WINGS
Young Vic Theatre, London SE1
Opened
20 September, 2017
****

Juliet Stevenson is a national treasure more for serious than fluffy reasons, but even so, it’s sometimes easy to forget how adventurous some of her acting choices have been. On her last major London stage appearance, for instance, she was buried up to her waist, then up to her neck, in shale eight times a week in Samuel Beckett’s Happy Days. Now she returns to the same Young Vic stage and the same director, Natalie Abrahami, in the first London revival of Arthur Kopit’s play Wings in 30-odd years, and she’s making up for all that immobility.

You might not – be honest, there’s no way you would – expect what Abrahami and Stevenson have cooked up, given that the protagonist of Kopit’s play is an elderly woman who has suffered a stroke. But Kopit is concerned not with her physical recovery, but with the painful reconstruction of her mind and in particular her means of expression. For Emily Stilson has been stricken with aphasia and has to rebuild almost from scratch her entire grasp of language and to an extent her very identity.

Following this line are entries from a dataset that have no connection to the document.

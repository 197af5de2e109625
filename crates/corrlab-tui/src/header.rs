//! TUI header panel.

use std::time::Duration;

use ratatui::layout::Rect;
use ratatui::text::{Line, Span};
use ratatui::widgets::{Block, Borders, Paragraph};
use ratatui::Frame;

use crate::styles::ColorTheme;

/// Render the header: seed, evaluation pass, and the time the last pass took.
pub fn render_header(
    frame: &mut Frame,
    area: Rect,
    seed: u64,
    generation: u64,
    last_pass: Duration,
    theme: &ColorTheme,
) {
    let text = vec![Line::from(vec![
        Span::styled("corrlab", theme.header_style()),
        Span::raw(format!(
            " | seed {seed} | pass #{generation} | recomputed in {last_pass:.1?}"
        )),
    ])];

    let block = Block::default()
        .borders(Borders::BOTTOM)
        .title(" Correlation explorer ");

    frame.render_widget(Paragraph::new(text).block(block), area);
}
//! Glyph tables and the text to raster conversion.
//!
//! Each glyph is six column bytes, the last one blank. Bit 0 of a column byte
//! is the top row of the matrix.

use crate::config::{GLYPH_COLUMNS, MATRIX_COLUMNS, MAX_PATTERN_LEN};
use heapless::Vec;

/// First character with a glyph
const FIRST_GLYPH: u8 = b' ';
const GLYPH_COUNT: usize = 96;

type Glyph = [u8; GLYPH_COLUMNS];

#[derive(Debug, Clone, Copy, PartialEq, Eq, Default)]
#[cfg_attr(feature = "defmt", derive(defmt::Format))]
pub enum Font {
    /// Seven rows, lowercase included
    #[default]
    Wide,
    /// Five rows, lowercase shown as uppercase
    Narrow,
}

impl Font {
    pub fn toggled(self) -> Self {
        match self {
            Font::Wide => Font::Narrow,
            Font::Narrow => Font::Wide,
        }
    }

    /// Indicator byte reported to the reader
    pub fn code(self) -> u8 {
        match self {
            Font::Wide => 0x57,
            Font::Narrow => 0x55,
        }
    }

    fn table(self) -> &'static [Glyph; GLYPH_COUNT] {
        match self {
            Font::Wide => &WIDE,
            Font::Narrow => &NARROW,
        }
    }

    /// Columns of one character, blank for anything without a glyph
    pub fn glyph(self, c: u8) -> &'static Glyph {
        let table = self.table();
        c.checked_sub(FIRST_GLYPH)
            .and_then(|i| table.get(i as usize))
            .unwrap_or(&table[0])
    }
}

/// Renders `text` into `pattern`, six bytes per character.
///
/// Returns the number of characters rendered, which is short of the text
/// only when the pattern is full.
pub fn render(text: &[u8], font: Font, pattern: &mut Vec<u8, MAX_PATTERN_LEN>) -> usize {
    pattern.clear();
    let mut rendered = 0;
    for &c in text {
        if pattern.extend_from_slice(font.glyph(c)).is_err() {
            warn!("Raster full after {=usize} characters", rendered);
            break;
        }
        rendered += 1;
    }
    rendered
}

/// Frames of the bouncing dot shown before any text, one column byte per
/// matrix column
pub const SPINNER: [[u8; MATRIX_COLUMNS]; 12] = [
    [0x00, 0x00, 0x01, 0x00, 0x00],
    [0x00, 0x00, 0x02, 0x00, 0x00],
    [0x00, 0x00, 0x04, 0x00, 0x00],
    [0x00, 0x00, 0x08, 0x00, 0x00],
    [0x00, 0x00, 0x10, 0x00, 0x00],
    [0x00, 0x00, 0x20, 0x00, 0x00],
    [0x00, 0x00, 0x40, 0x00, 0x00],
    [0x00, 0x00, 0x20, 0x00, 0x00],
    [0x00, 0x00, 0x10, 0x00, 0x00],
    [0x00, 0x00, 0x08, 0x00, 0x00],
    [0x00, 0x00, 0x04, 0x00, 0x00],
    [0x00, 0x00, 0x02, 0x00, 0x00],
];

#[rustfmt::skip]
static WIDE: [Glyph; GLYPH_COUNT] = [
    [0x00, 0x00, 0x00, 0x00, 0x00, 0x00], // ' '
    [0x00, 0x00, 0x5F, 0x00, 0x00, 0x00], // '!'
    [0x00, 0x07, 0x00, 0x07, 0x00, 0x00], // '"'
    [0x14, 0x7F, 0x14, 0x7F, 0x14, 0x00], // '#'
    [0x24, 0x2A, 0x7F, 0x2A, 0x12, 0x00], // '$'
    [0x23, 0x13, 0x08, 0x64, 0x62, 0x00], // '%'
    [0x36, 0x49, 0x55, 0x22, 0x50, 0x00], // '&'
    [0x00, 0x05, 0x03, 0x00, 0x00, 0x00], // "'"
    [0x00, 0x1C, 0x22, 0x41, 0x00, 0x00], // '('
    [0x00, 0x41, 0x22, 0x1C, 0x00, 0x00], // ')'
    [0x08, 0x2A, 0x1C, 0x2A, 0x08, 0x00], // '*'
    [0x08, 0x08, 0x3E, 0x08, 0x08, 0x00], // '+'
    [0x00, 0x50, 0x30, 0x00, 0x00, 0x00], // ','
    [0x08, 0x08, 0x08, 0x08, 0x08, 0x00], // '-'
    [0x00, 0x60, 0x60, 0x00, 0x00, 0x00], // '.'
    [0x20, 0x10, 0x08, 0x04, 0x02, 0x00], // '/'
    [0x3E, 0x51, 0x49, 0x45, 0x3E, 0x00], // '0'
    [0x00, 0x42, 0x7F, 0x40, 0x00, 0x00], // '1'
    [0x42, 0x61, 0x51, 0x49, 0x46, 0x00], // '2'
    [0x21, 0x41, 0x45, 0x4B, 0x31, 0x00], // '3'
    [0x18, 0x14, 0x12, 0x7F, 0x10, 0x00], // '4'
    [0x27, 0x45, 0x45, 0x45, 0x39, 0x00], // '5'
    [0x3C, 0x4A, 0x49, 0x49, 0x30, 0x00], // '6'
    [0x01, 0x71, 0x09, 0x05, 0x03, 0x00], // '7'
    [0x36, 0x49, 0x49, 0x49, 0x36, 0x00], // '8'
    [0x06, 0x49, 0x49, 0x29, 0x1E, 0x00], // '9'
    [0x00, 0x36, 0x36, 0x00, 0x00, 0x00], // ':'
    [0x00, 0x56, 0x36, 0x00, 0x00, 0x00], // ';'
    [0x00, 0x08, 0x14, 0x22, 0x41, 0x00], // '<'
    [0x14, 0x14, 0x14, 0x14, 0x14, 0x00], // '='
    [0x41, 0x22, 0x14, 0x08, 0x00, 0x00], // '>'
    [0x02, 0x01, 0x51, 0x09, 0x06, 0x00], // '?'
    [0x32, 0x49, 0x79, 0x41, 0x3E, 0x00], // '@'
    [0x7E, 0x11, 0x11, 0x11, 0x7E, 0x00], // 'A'
    [0x7F, 0x49, 0x49, 0x49, 0x36, 0x00], // 'B'
    [0x3E, 0x41, 0x41, 0x41, 0x22, 0x00], // 'C'
    [0x7F, 0x41, 0x41, 0x22, 0x1C, 0x00], // 'D'
    [0x7F, 0x49, 0x49, 0x49, 0x41, 0x00], // 'E'
    [0x7F, 0x09, 0x09, 0x01, 0x01, 0x00], // 'F'
    [0x3E, 0x41, 0x41, 0x51, 0x32, 0x00], // 'G'
    [0x7F, 0x08, 0x08, 0x08, 0x7F, 0x00], // 'H'
    [0x00, 0x41, 0x7F, 0x41, 0x00, 0x00], // 'I'
    [0x20, 0x40, 0x41, 0x3F, 0x01, 0x00], // 'J'
    [0x7F, 0x08, 0x14, 0x22, 0x41, 0x00], // 'K'
    [0x7F, 0x40, 0x40, 0x40, 0x40, 0x00], // 'L'
    [0x7F, 0x02, 0x04, 0x02, 0x7F, 0x00], // 'M'
    [0x7F, 0x04, 0x08, 0x10, 0x7F, 0x00], // 'N'
    [0x3E, 0x41, 0x41, 0x41, 0x3E, 0x00], // 'O'
    [0x7F, 0x09, 0x09, 0x09, 0x06, 0x00], // 'P'
    [0x3E, 0x41, 0x51, 0x21, 0x5E, 0x00], // 'Q'
    [0x7F, 0x09, 0x19, 0x29, 0x46, 0x00], // 'R'
    [0x46, 0x49, 0x49, 0x49, 0x31, 0x00], // 'S'
    [0x01, 0x01, 0x7F, 0x01, 0x01, 0x00], // 'T'
    [0x3F, 0x40, 0x40, 0x40, 0x3F, 0x00], // 'U'
    [0x1F, 0x20, 0x40, 0x20, 0x1F, 0x00], // 'V'
    [0x7F, 0x20, 0x18, 0x20, 0x7F, 0x00], // 'W'
    [0x63, 0x14, 0x08, 0x14, 0x63, 0x00], // 'X'
    [0x03, 0x04, 0x78, 0x04, 0x03, 0x00], // 'Y'
    [0x61, 0x51, 0x49, 0x45, 0x43, 0x00], // 'Z'
    [0x00, 0x00, 0x7F, 0x41, 0x41, 0x00], // '['
    [0x02, 0x04, 0x08, 0x10, 0x20, 0x00], // '\\'
    [0x41, 0x41, 0x7F, 0x00, 0x00, 0x00], // ']'
    [0x04, 0x02, 0x01, 0x02, 0x04, 0x00], // '^'
    [0x40, 0x40, 0x40, 0x40, 0x40, 0x00], // '_'
    [0x00, 0x01, 0x02, 0x04, 0x00, 0x00], // '`'
    [0x20, 0x54, 0x54, 0x54, 0x78, 0x00], // 'a'
    [0x7F, 0x48, 0x44, 0x44, 0x38, 0x00], // 'b'
    [0x38, 0x44, 0x44, 0x44, 0x20, 0x00], // 'c'
    [0x38, 0x44, 0x44, 0x48, 0x7F, 0x00], // 'd'
    [0x38, 0x54, 0x54, 0x54, 0x18, 0x00], // 'e'
    [0x08, 0x7E, 0x09, 0x01, 0x02, 0x00], // 'f'
    [0x08, 0x14, 0x54, 0x54, 0x3C, 0x00], // 'g'
    [0x7F, 0x08, 0x04, 0x04, 0x78, 0x00], // 'h'
    [0x00, 0x44, 0x7D, 0x40, 0x00, 0x00], // 'i'
    [0x20, 0x40, 0x44, 0x3D, 0x00, 0x00], // 'j'
    [0x00, 0x7F, 0x10, 0x28, 0x44, 0x00], // 'k'
    [0x00, 0x41, 0x7F, 0x40, 0x00, 0x00], // 'l'
    [0x7C, 0x04, 0x18, 0x04, 0x78, 0x00], // 'm'
    [0x7C, 0x08, 0x04, 0x04, 0x78, 0x00], // 'n'
    [0x38, 0x44, 0x44, 0x44, 0x38, 0x00], // 'o'
    [0x7C, 0x14, 0x14, 0x14, 0x08, 0x00], // 'p'
    [0x08, 0x14, 0x14, 0x18, 0x7C, 0x00], // 'q'
    [0x7C, 0x08, 0x04, 0x04, 0x08, 0x00], // 'r'
    [0x48, 0x54, 0x54, 0x54, 0x20, 0x00], // 's'
    [0x04, 0x3F, 0x44, 0x40, 0x20, 0x00], // 't'
    [0x3C, 0x40, 0x40, 0x20, 0x7C, 0x00], // 'u'
    [0x1C, 0x20, 0x40, 0x20, 0x1C, 0x00], // 'v'
    [0x3C, 0x40, 0x30, 0x40, 0x3C, 0x00], // 'w'
    [0x44, 0x28, 0x10, 0x28, 0x44, 0x00], // 'x'
    [0x0C, 0x50, 0x50, 0x50, 0x3C, 0x00], // 'y'
    [0x44, 0x64, 0x54, 0x4C, 0x44, 0x00], // 'z'
    [0x00, 0x08, 0x36, 0x41, 0x00, 0x00], // '{'
    [0x00, 0x00, 0x7F, 0x00, 0x00, 0x00], // '|'
    [0x00, 0x41, 0x36, 0x08, 0x00, 0x00], // '}'
    [0x10, 0x04, 0x08, 0x10, 0x08, 0x00], // '~'
    [0x08, 0x1C, 0x2A, 0x08, 0x08, 0x00], // DEL
];

#[rustfmt::skip]
static NARROW: [Glyph; GLYPH_COUNT] = [
    [0x00, 0x00, 0x00, 0x00, 0x00, 0x00], // ' '
    [0x00, 0x00, 0x2E, 0x00, 0x00, 0x00], // '!'
    [0x00, 0x06, 0x00, 0x06, 0x00, 0x00], // '"'
    [0x14, 0x3E, 0x14, 0x3E, 0x14, 0x00], // '#'
    [0x2C, 0x2A, 0x3E, 0x2A, 0x1A, 0x00], // '$'
    [0x22, 0x10, 0x08, 0x04, 0x22, 0x00], // '%'
    [0x18, 0x24, 0x2A, 0x36, 0x30, 0x00], // '&'
    [0x00, 0x00, 0x04, 0x02, 0x00, 0x00], // "'"
    [0x00, 0x00, 0x1C, 0x22, 0x00, 0x00], // '('
    [0x00, 0x00, 0x22, 0x1C, 0x00, 0x00], // ')'
    [0x00, 0x2A, 0x1C, 0x1C, 0x2A, 0x00], // '*'
    [0x08, 0x08, 0x3E, 0x08, 0x08, 0x00], // '+'
    [0x00, 0x00, 0x20, 0x10, 0x00, 0x00], // ','
    [0x08, 0x08, 0x08, 0x08, 0x08, 0x00], // '-'
    [0x00, 0x00, 0x20, 0x00, 0x00, 0x00], // '.'
    [0x20, 0x10, 0x08, 0x04, 0x02, 0x00], // '/'
    [0x1C, 0x32, 0x2A, 0x26, 0x1C, 0x00], // '0'
    [0x00, 0x24, 0x3E, 0x20, 0x00, 0x00], // '1'
    [0x3A, 0x2A, 0x2A, 0x2A, 0x2E, 0x00], // '2'
    [0x22, 0x22, 0x2A, 0x2A, 0x3E, 0x00], // '3'
    [0x10, 0x18, 0x14, 0x3E, 0x10, 0x00], // '4'
    [0x2E, 0x2A, 0x2A, 0x2A, 0x12, 0x00], // '5'
    [0x3E, 0x2A, 0x2A, 0x2A, 0x3A, 0x00], // '6'
    [0x02, 0x02, 0x32, 0x0A, 0x06, 0x00], // '7'
    [0x3E, 0x2A, 0x2A, 0x2A, 0x3E, 0x00], // '8'
    [0x2E, 0x2A, 0x2A, 0x2A, 0x3E, 0x00], // '9'
    [0x00, 0x00, 0x00, 0x14, 0x00, 0x00], // ':'
    [0x00, 0x00, 0x20, 0x14, 0x00, 0x00], // ';'
    [0x00, 0x08, 0x14, 0x22, 0x00, 0x00], // '<'
    [0x00, 0x14, 0x14, 0x14, 0x14, 0x00], // '='
    [0x00, 0x22, 0x14, 0x08, 0x00, 0x00], // '>'
    [0x00, 0x04, 0x02, 0x2A, 0x04, 0x00], // '?'
    [0x3E, 0x22, 0x22, 0x2A, 0x2E, 0x00], // '@'
    [0x38, 0x14, 0x12, 0x14, 0x38, 0x00], // 'A'
    [0x3E, 0x2A, 0x2A, 0x2A, 0x14, 0x00], // 'B'
    [0x1C, 0x22, 0x22, 0x22, 0x14, 0x00], // 'C'
    [0x3E, 0x22, 0x22, 0x22, 0x1C, 0x00], // 'D'
    [0x3E, 0x2A, 0x2A, 0x22, 0x22, 0x00], // 'E'
    [0x3E, 0x0A, 0x0A, 0x02, 0x02, 0x00], // 'F'
    [0x1C, 0x22, 0x22, 0x2A, 0x18, 0x00], // 'G'
    [0x3E, 0x08, 0x08, 0x08, 0x3E, 0x00], // 'H'
    [0x00, 0x22, 0x3E, 0x22, 0x00, 0x00], // 'I'
    [0x12, 0x22, 0x22, 0x1E, 0x02, 0x00], // 'J'
    [0x3E, 0x08, 0x0C, 0x14, 0x22, 0x00], // 'K'
    [0x3E, 0x20, 0x20, 0x20, 0x20, 0x00], // 'L'
    [0x3E, 0x04, 0x08, 0x04, 0x3E, 0x00], // 'M'
    [0x3E, 0x04, 0x08, 0x10, 0x3E, 0x00], // 'N'
    [0x1C, 0x22, 0x22, 0x22, 0x1C, 0x00], // 'O'
    [0x3E, 0x0A, 0x0A, 0x0A, 0x04, 0x00], // 'P'
    [0x1C, 0x22, 0x2A, 0x12, 0x2C, 0x00], // 'Q'
    [0x3E, 0x0A, 0x0A, 0x1A, 0x2C, 0x00], // 'R'
    [0x24, 0x2A, 0x2A, 0x2A, 0x12, 0x00], // 'S'
    [0x02, 0x02, 0x3E, 0x02, 0x02, 0x00], // 'T'
    [0x1E, 0x20, 0x20, 0x20, 0x1E, 0x00], // 'U'
    [0x02, 0x0C, 0x30, 0x0C, 0x02, 0x00], // 'V'
    [0x3E, 0x10, 0x08, 0x10, 0x3E, 0x00], // 'W'
    [0x22, 0x14, 0x08, 0x14, 0x22, 0x00], // 'X'
    [0x02, 0x04, 0x38, 0x04, 0x02, 0x00], // 'Y'
    [0x22, 0x32, 0x2A, 0x26, 0x22, 0x00], // 'Z'
    [0x00, 0x3E, 0x22, 0x22, 0x00, 0x00], // '['
    [0x02, 0x04, 0x08, 0x10, 0x20, 0x00], // '\\'
    [0x00, 0x00, 0x22, 0x22, 0x3E, 0x00], // ']'
    [0x08, 0x04, 0x02, 0x04, 0x08, 0x00], // '^'
    [0x20, 0x20, 0x20, 0x20, 0x20, 0x00], // '_'
    [0x00, 0x00, 0x02, 0x04, 0x00, 0x00], // '`'
    [0x38, 0x14, 0x12, 0x14, 0x38, 0x00], // 'a'
    [0x3E, 0x2A, 0x2A, 0x2A, 0x14, 0x00], // 'b'
    [0x1C, 0x22, 0x22, 0x22, 0x14, 0x00], // 'c'
    [0x3E, 0x22, 0x22, 0x22, 0x1C, 0x00], // 'd'
    [0x3E, 0x2A, 0x2A, 0x22, 0x22, 0x00], // 'e'
    [0x3E, 0x0A, 0x0A, 0x02, 0x02, 0x00], // 'f'
    [0x1C, 0x22, 0x22, 0x2A, 0x18, 0x00], // 'g'
    [0x3E, 0x08, 0x08, 0x08, 0x3E, 0x00], // 'h'
    [0x00, 0x22, 0x3E, 0x22, 0x00, 0x00], // 'i'
    [0x12, 0x22, 0x22, 0x1E, 0x02, 0x00], // 'j'
    [0x3E, 0x08, 0x0C, 0x14, 0x22, 0x00], // 'k'
    [0x3E, 0x20, 0x20, 0x20, 0x20, 0x00], // 'l'
    [0x3E, 0x04, 0x08, 0x04, 0x3E, 0x00], // 'm'
    [0x3E, 0x04, 0x08, 0x10, 0x3E, 0x00], // 'n'
    [0x1C, 0x22, 0x22, 0x22, 0x1C, 0x00], // 'o'
    [0x3E, 0x0A, 0x0A, 0x0A, 0x04, 0x00], // 'p'
    [0x1C, 0x22, 0x2A, 0x12, 0x2C, 0x00], // 'q'
    [0x3E, 0x0A, 0x0A, 0x1A, 0x2C, 0x00], // 'r'
    [0x24, 0x2A, 0x2A, 0x2A, 0x12, 0x00], // 's'
    [0x02, 0x02, 0x3E, 0x02, 0x02, 0x00], // 't'
    [0x1E, 0x20, 0x20, 0x20, 0x1E, 0x00], // 'u'
    [0x02, 0x0C, 0x30, 0x0C, 0x02, 0x00], // 'v'
    [0x3E, 0x10, 0x08, 0x10, 0x3E, 0x00], // 'w'
    [0x22, 0x14, 0x08, 0x14, 0x22, 0x00], // 'x'
    [0x02, 0x04, 0x38, 0x04, 0x02, 0x00], // 'y'
    [0x22, 0x32, 0x2A, 0x26, 0x22, 0x00], // 'z'
    [0x00, 0x00, 0x00, 0x00, 0x00, 0x00], // '{'
    [0x00, 0x00, 0x00, 0x00, 0x00, 0x00], // '|'
    [0x00, 0x00, 0x00, 0x00, 0x00, 0x00], // '}'
    [0x00, 0x00, 0x00, 0x00, 0x00, 0x00], // '~'
    [0x00, 0x00, 0x00, 0x00, 0x00, 0x00], // DEL
];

Kopit originally wrote his play for radio, so the staging of this expanded version is comparatively unprescribed in any case. The range of potential approaches is limitless: anything from clinical literalism to wild metaphor is endorsed (anything except, for some reason, a wheelchair).

And if this review so far has been keeping you in suspense, that’s exactly what happens onstage. Literally. Stevenson spends the entire hour and a quarter in a flying harness. When Emily is being examined by clinicians or undergoing speech therapy, her feet touch the floor; when we hear her interior monologue she is at first adrift in empty space, then tumbling to no distinct end as she finds words piecemeal, stitches them clumsily together and sometimes conjures up entirely imaginary groups of syllables.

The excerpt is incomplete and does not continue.